■ PROBLEM TO WORK ON: Below is a set of records. Repeat all of them exactly.

■ DATA FOR ANALYSIS:
'''

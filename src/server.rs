use std::collections::HashMap;
use std::sync::Arc;

use anyhow::{anyhow, Context, Result};
use async_trait::async_trait;
use rust_mcp_sdk::mcp_server::{server_runtime, ServerHandler};
use rust_mcp_sdk::schema::schema_utils::CallToolError;
use rust_mcp_sdk::schema::{
    CallToolRequest, CallToolResult, Implementation, InitializeResult, ListResourcesRequest,
    ListResourcesResult, ListToolsRequest, ListToolsResult, ReadResourceRequest,
    ReadResourceResult, Resource, ServerCapabilities, ServerCapabilitiesResources,
    ServerCapabilitiesTools, TextContent, TextResourceContents, Tool, ToolAnnotations,
    ToolInputSchema, LATEST_PROTOCOL_VERSION,
};
use rust_mcp_sdk::{McpServer, StdioTransport, TransportOptions};
use serde::de::DeserializeOwned;
use serde::Deserialize;
use serde_json::{Map, Value};
use tokio::sync::broadcast;
use tracing::{debug, info, warn};

use intranet_messaging::backend::MessagingBackend;
use intranet_messaging::error::ApiError;
use intranet_messaging::model::{ConversationId, Message, Platform};
use intranet_messaging::notify::{
    BroadcastClients, Channel, ClickTarget, ClientEnvelope, Dispatch, MemoryTray, PushPayload,
};
use intranet_messaging::settings::{Settings, ENV_PREFIX};
use intranet_messaging::strapi::StrapiClient;
use intranet_messaging::sync::Registration;
use intranet_messaging::{MessagingSession, SessionConfig};

const LIST_CONVERSATIONS_TOOL: &str = "intranet_list_conversations";
const OPEN_CONVERSATION_TOOL: &str = "intranet_open_conversation";
const READ_NEW_MESSAGES_TOOL: &str = "intranet_read_new_messages";
const SEND_MESSAGE_TOOL: &str = "intranet_send_message";
const CLOSE_CONVERSATION_TOOL: &str = "intranet_close_conversation";
const REGISTER_PUSH_TOKEN_TOOL: &str = "intranet_register_push_token";
const DISPATCH_NOTIFICATION_TOOL: &str = "intranet_dispatch_notification";
const OPEN_NOTIFICATION_TOOL: &str = "intranet_open_notification";
const RESOURCE_OVERVIEW_URI: &str = "resource://intranet/overview";

const CLIENT_CHANNEL_CAPACITY: usize = 32;

pub struct Server {
    settings: Settings,
    session: Arc<MessagingSession>,
    tray: Arc<MemoryTray>,
    clients: Arc<BroadcastClients>,
}

impl Server {
    pub async fn new(settings: Settings) -> Result<Self> {
        info!(api = %settings.api_base_url, user = %settings.user_id, "initializing server components");

        let backend: Arc<dyn MessagingBackend> = Arc::new(
            StrapiClient::new(
                &settings.api_base_url,
                &settings.api_token,
                settings.request_timeout(),
            )
            .context("failed to build CMS client")?
            .with_bulk_read_route(settings.bulk_read_route.clone()),
        );
        let tray = Arc::new(MemoryTray::new(settings.dedup_capacity));
        let clients = Arc::new(BroadcastClients::new(CLIENT_CHANNEL_CAPACITY));

        let session = Arc::new(MessagingSession::new(
            backend,
            SessionConfig::from(&settings),
            tray.clone(),
            clients.clone(),
        ));

        Ok(Self {
            settings,
            session,
            tray,
            clients,
        })
    }

    pub async fn run(&self) -> Result<()> {
        let transport = StdioTransport::new(TransportOptions::default())
            .map_err(|err| anyhow!("failed to create stdio transport: {err}"))?;

        tokio::spawn(log_client_envelopes(self.clients.subscribe()));

        let server_details = self.build_server_details();
        let handler = IntranetMcpHandler::new(self.session.clone(), self.tray.clone());

        let runtime = server_runtime::create_server(server_details, transport, handler);
        info!("intranet MCP server runtime started; waiting for MCP client initialization");

        runtime
            .start()
            .await
            .map_err(|err| anyhow!("mcp runtime error: {err}"))
    }

    pub async fn shutdown(&self) {
        if let Some(conversation) = self.session.close_conversation().await {
            debug!(%conversation, "closed conversation on shutdown");
        }
    }

    fn build_server_details(&self) -> InitializeResult {
        InitializeResult {
            server_info: Implementation {
                name: "intranet-messaging-mcp".to_string(),
                version: env!("CARGO_PKG_VERSION").to_string(),
                title: Some("Intranet Messaging MCP Server".to_string()),
            },
            capabilities: self.server_capabilities(),
            instructions: Some(self.server_instructions()),
            meta: None,
            protocol_version: LATEST_PROTOCOL_VERSION.to_string(),
        }
    }

    fn server_capabilities(&self) -> ServerCapabilities {
        let mut capabilities = ServerCapabilities::default();
        capabilities.tools = Some(ServerCapabilitiesTools {
            list_changed: Some(false),
        });
        capabilities.resources = Some(ServerCapabilitiesResources {
            list_changed: Some(false),
            subscribe: Some(false),
        });
        capabilities
    }

    fn server_instructions(&self) -> String {
        format!(
            "Intranet messaging for user {} on {}. Use `{}` to find a conversation, `{}` to start following it, `{}` to fetch what arrived since, and `{}` to reply. Read `{}` for setup guidance.",
            self.settings.user_id,
            self.settings.api_base_url,
            LIST_CONVERSATIONS_TOOL,
            OPEN_CONVERSATION_TOOL,
            READ_NEW_MESSAGES_TOOL,
            SEND_MESSAGE_TOOL,
            RESOURCE_OVERVIEW_URI
        )
    }
}

async fn log_client_envelopes(mut envelopes: broadcast::Receiver<ClientEnvelope>) {
    loop {
        match envelopes.recv().await {
            Ok(ClientEnvelope::ForegroundNotification { payload }) => {
                debug!(tag = %payload.key(), "foreground notification posted to clients");
            }
            Ok(ClientEnvelope::NotificationClick { notification }) => {
                debug!(tag = %notification.tag, "notification click posted to clients");
            }
            Err(broadcast::error::RecvError::Lagged(skipped)) => {
                debug!(skipped, "client envelope log lagged");
            }
            Err(broadcast::error::RecvError::Closed) => break,
        }
    }
}

struct IntranetMcpHandler {
    session: Arc<MessagingSession>,
    tray: Arc<MemoryTray>,
    tools: Vec<Tool>,
    resources: Vec<ResourceEntry>,
}

#[derive(Debug, Deserialize)]
struct OpenConversationArgs {
    conversation_id: u64,
}

#[derive(Debug, Deserialize)]
struct SendMessageArgs {
    conversation_id: u64,
    text: String,
}

#[derive(Debug, Deserialize)]
struct RegisterPushTokenArgs {
    token: String,
    platform: String,
}

#[derive(Debug, Default, Deserialize)]
#[serde(rename_all = "lowercase")]
enum ChannelArg {
    Foreground,
    #[default]
    Background,
}

#[derive(Debug, Deserialize)]
struct DispatchNotificationArgs {
    payload: PushPayload,
    #[serde(default)]
    channel: ChannelArg,
}

#[derive(Debug, Deserialize)]
struct OpenNotificationArgs {
    tag: String,
}

struct ResourceEntry {
    descriptor: Resource,
    body: String,
}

'''

■ WRITTEN SOLUTION:
filename src/server.rs
use std::collections::HashMap;
use std::sync::Arc;

use anyhow::{anyhow, Context, Result};
use async_trait::async_trait;
use rust_mcp_sdk::mcp_server::{server_runtime, ServerHandler};
use rust_mcp_sdk::schema::schema_utils::CallToolError;
use rust_mcp_sdk::schema::{
    CallToolRequest, CallToolResult, Implementation, InitializeResult, ListResourcesRequest,
    ListResourcesResult, ListToolsRequest, ListToolsResult, ReadResourceRequest,
    ReadResourceResult, Resource, ServerCapabilities, ServerCapabilitiesResources,
    ServerCapabilitiesTools, TextContent, TextResourceContents, Tool, ToolAnnotations,
    ToolInputSchema, LATEST_PROTOCOL_VERSION,
};
use rust_mcp_sdk::{McpServer, StdioTransport, TransportOptions};
use serde::de::DeserializeOwned;
use serde::Deserialize;
use serde_json::{Map, Value};
use tokio::sync::broadcast;
use tracing::{debug, info, warn};

use intranet_messaging::backend::MessagingBackend;
use intranet_messaging::error::ApiError;
use intranet_messaging::model::{ConversationId, Message, Platform};
use intranet_messaging::notify::{
    BroadcastClients, Channel, ClickTarget, ClientEnvelope, Dispatch, MemoryTray, PushPayload,
};
use intranet_messaging::settings::{Settings, ENV_PREFIX};
use intranet_messaging::strapi::StrapiClient;
use intranet_messaging::sync::Registration;
use intranet_messaging::{MessagingSession, SessionConfig};

const LIST_CONVERSATIONS_TOOL: &str = "intranet_list_conversations";
const OPEN_CONVERSATION_TOOL: &str = "intranet_open_conversation";
const READ_NEW_MESSAGES_TOOL: &str = "intranet_read_new_messages";
const SEND_MESSAGE_TOOL: &str = "intranet_send_message";
const CLOSE_CONVERSATION_TOOL: &str = "intranet_close_conversation";
const REGISTER_PUSH_TOKEN_TOOL: &str = "intranet_register_push_token";
const DISPATCH_NOTIFICATION_TOOL: &str = "intranet_dispatch_notification";
const OPEN_NOTIFICATION_TOOL: &str = "intranet_open_notification";
const RESOURCE_OVERVIEW_URI: &str = "resource://intranet/overview";

const CLIENT_CHANNEL_CAPACITY: usize = 32;

pub struct Server {
    settings: Settings,
    session: Arc<MessagingSession>,
    tray: Arc<MemoryTray>,
    clients: Arc<BroadcastClients>,
}

impl Server {
    pub async fn new(settings: Settings) -> Result<Self> {
        info!(api = %settings.api_base_url, user = %settings.user_id, "initializing server components");

        let backend: Arc<dyn MessagingBackend> = Arc::new(
            StrapiClient::new(
                &settings.api_base_url,
                &settings.api_token,
                settings.request_timeout(),
            )
            .context("failed to build CMS client")?
            .with_bulk_read_route(settings.bulk_read_route.clone()),
        );
        let tray = Arc::new(MemoryTray::new(settings.dedup_capacity));
        let clients = Arc::new(BroadcastClients::new(CLIENT_CHANNEL_CAPACITY));

        let session = Arc::new(MessagingSession::new(
            backend,
            SessionConfig::from(&settings),
            tray.clone(),
            clients.clone(),
        ));

        Ok(Self {
            settings,
            session,
            tray,
            clients,
        })
    }

    pub async fn run(&self) -> Result<()> {
        let transport = StdioTransport::new(TransportOptions::default())
            .map_err(|err| anyhow!("failed to create stdio transport: {err}"))?;

        tokio::spawn(log_client_envelopes(self.clients.subscribe()));

        let server_details = self.build_server_details();
        let handler = IntranetMcpHandler::new(self.session.clone(), self.tray.clone());

        let runtime = server_runtime::create_server(server_details, transport, handler);
        info!("intranet MCP server runtime started; waiting for MCP client initialization");

        runtime
            .start()
            .await
            .map_err(|err| anyhow!("mcp runtime error: {err}"))
    }

    pub async fn shutdown(&self) {
        if let Some(conversation) = self.session.close_conversation().await {
            debug!(%conversation, "closed conversation on shutdown");
        }
    }

    fn build_server_details(&self) -> InitializeResult {
        InitializeResult {
            server_info: Implementation {
                name: "intranet-messaging-mcp".to_string(),
                version: env!("CARGO_PKG_VERSION").to_string(),
                title: Some("Intranet Messaging MCP Server".to_string()),
            },
            capabilities: self.server_capabilities(),
            instructions: Some(self.server_instructions()),
            meta: None,
            protocol_version: LATEST_PROTOCOL_VERSION.to_string(),
        }
    }

    fn server_capabilities(&self) -> ServerCapabilities {
        let mut capabilities = ServerCapabilities::default();
        capabilities.tools = Some(ServerCapabilitiesTools {
            list_changed: Some(false),
        });
        capabilities.resources = Some(ServerCapabilitiesResources {
            list_changed: Some(false),
            subscribe: Some(false),
        });
        capabilities
    }

    fn server_instructions(&self) -> String {
        format!(
            "Intranet messaging for user {} on {}. Use `{}` to find a conversation, `{}` to start following it, `{}` to fetch what arrived since, and `{}` to reply. Read `{}` for setup guidance.",
            self.settings.user_id,
            self.settings.api_base_url,
            LIST_CONVERSATIONS_TOOL,
            OPEN_CONVERSATION_TOOL,
            READ_NEW_MESSAGES_TOOL,
            SEND_MESSAGE_TOOL,
            RESOURCE_OVERVIEW_URI
        )
    }
}

async fn log_client_envelopes(mut envelopes: broadcast::Receiver<ClientEnvelope>) {
    loop {
        match envelopes.recv().await {
            Ok(ClientEnvelope::ForegroundNotification { payload }) => {
                debug!(tag = %payload.key(), "foreground notification posted to clients");
            }
            Ok(ClientEnvelope::NotificationClick { notification }) => {
                debug!(tag = %notification.tag, "notification click posted to clients");
            }
            Err(broadcast::error::RecvError::Lagged(skipped)) => {
                debug!(skipped, "client envelope log lagged");
            }
            Err(broadcast::error::RecvError::Closed) => break,
        }
    }
}

struct IntranetMcpHandler {
    session: Arc<MessagingSession>,
    tray: Arc<MemoryTray>,
    tools: Vec<Tool>,
    resources: Vec<ResourceEntry>,
}

#[derive(Debug, Deserialize)]
struct OpenConversationArgs {
    conversation_id: u64,
}

#[derive(Debug, Deserialize)]
struct SendMessageArgs {
    conversation_id: u64,
    text: String,
}

#[derive(Debug, Deserialize)]
struct RegisterPushTokenArgs {
    token: String,
    platform: String,
}

#[derive(Debug, Default, Deserialize)]
#[serde(rename_all = "lowercase")]
enum ChannelArg {
    Foreground,
    #[default]
    Background,
}

#[derive(Debug, Deserialize)]
struct DispatchNotificationArgs {
    payload: PushPayload,
    #[serde(default)]
    channel: ChannelArg,
}

#[derive(Debug, Deserialize)]
struct OpenNotificationArgs {
    tag: String,
}

struct ResourceEntry {
    descriptor: Resource,
    body: String,
}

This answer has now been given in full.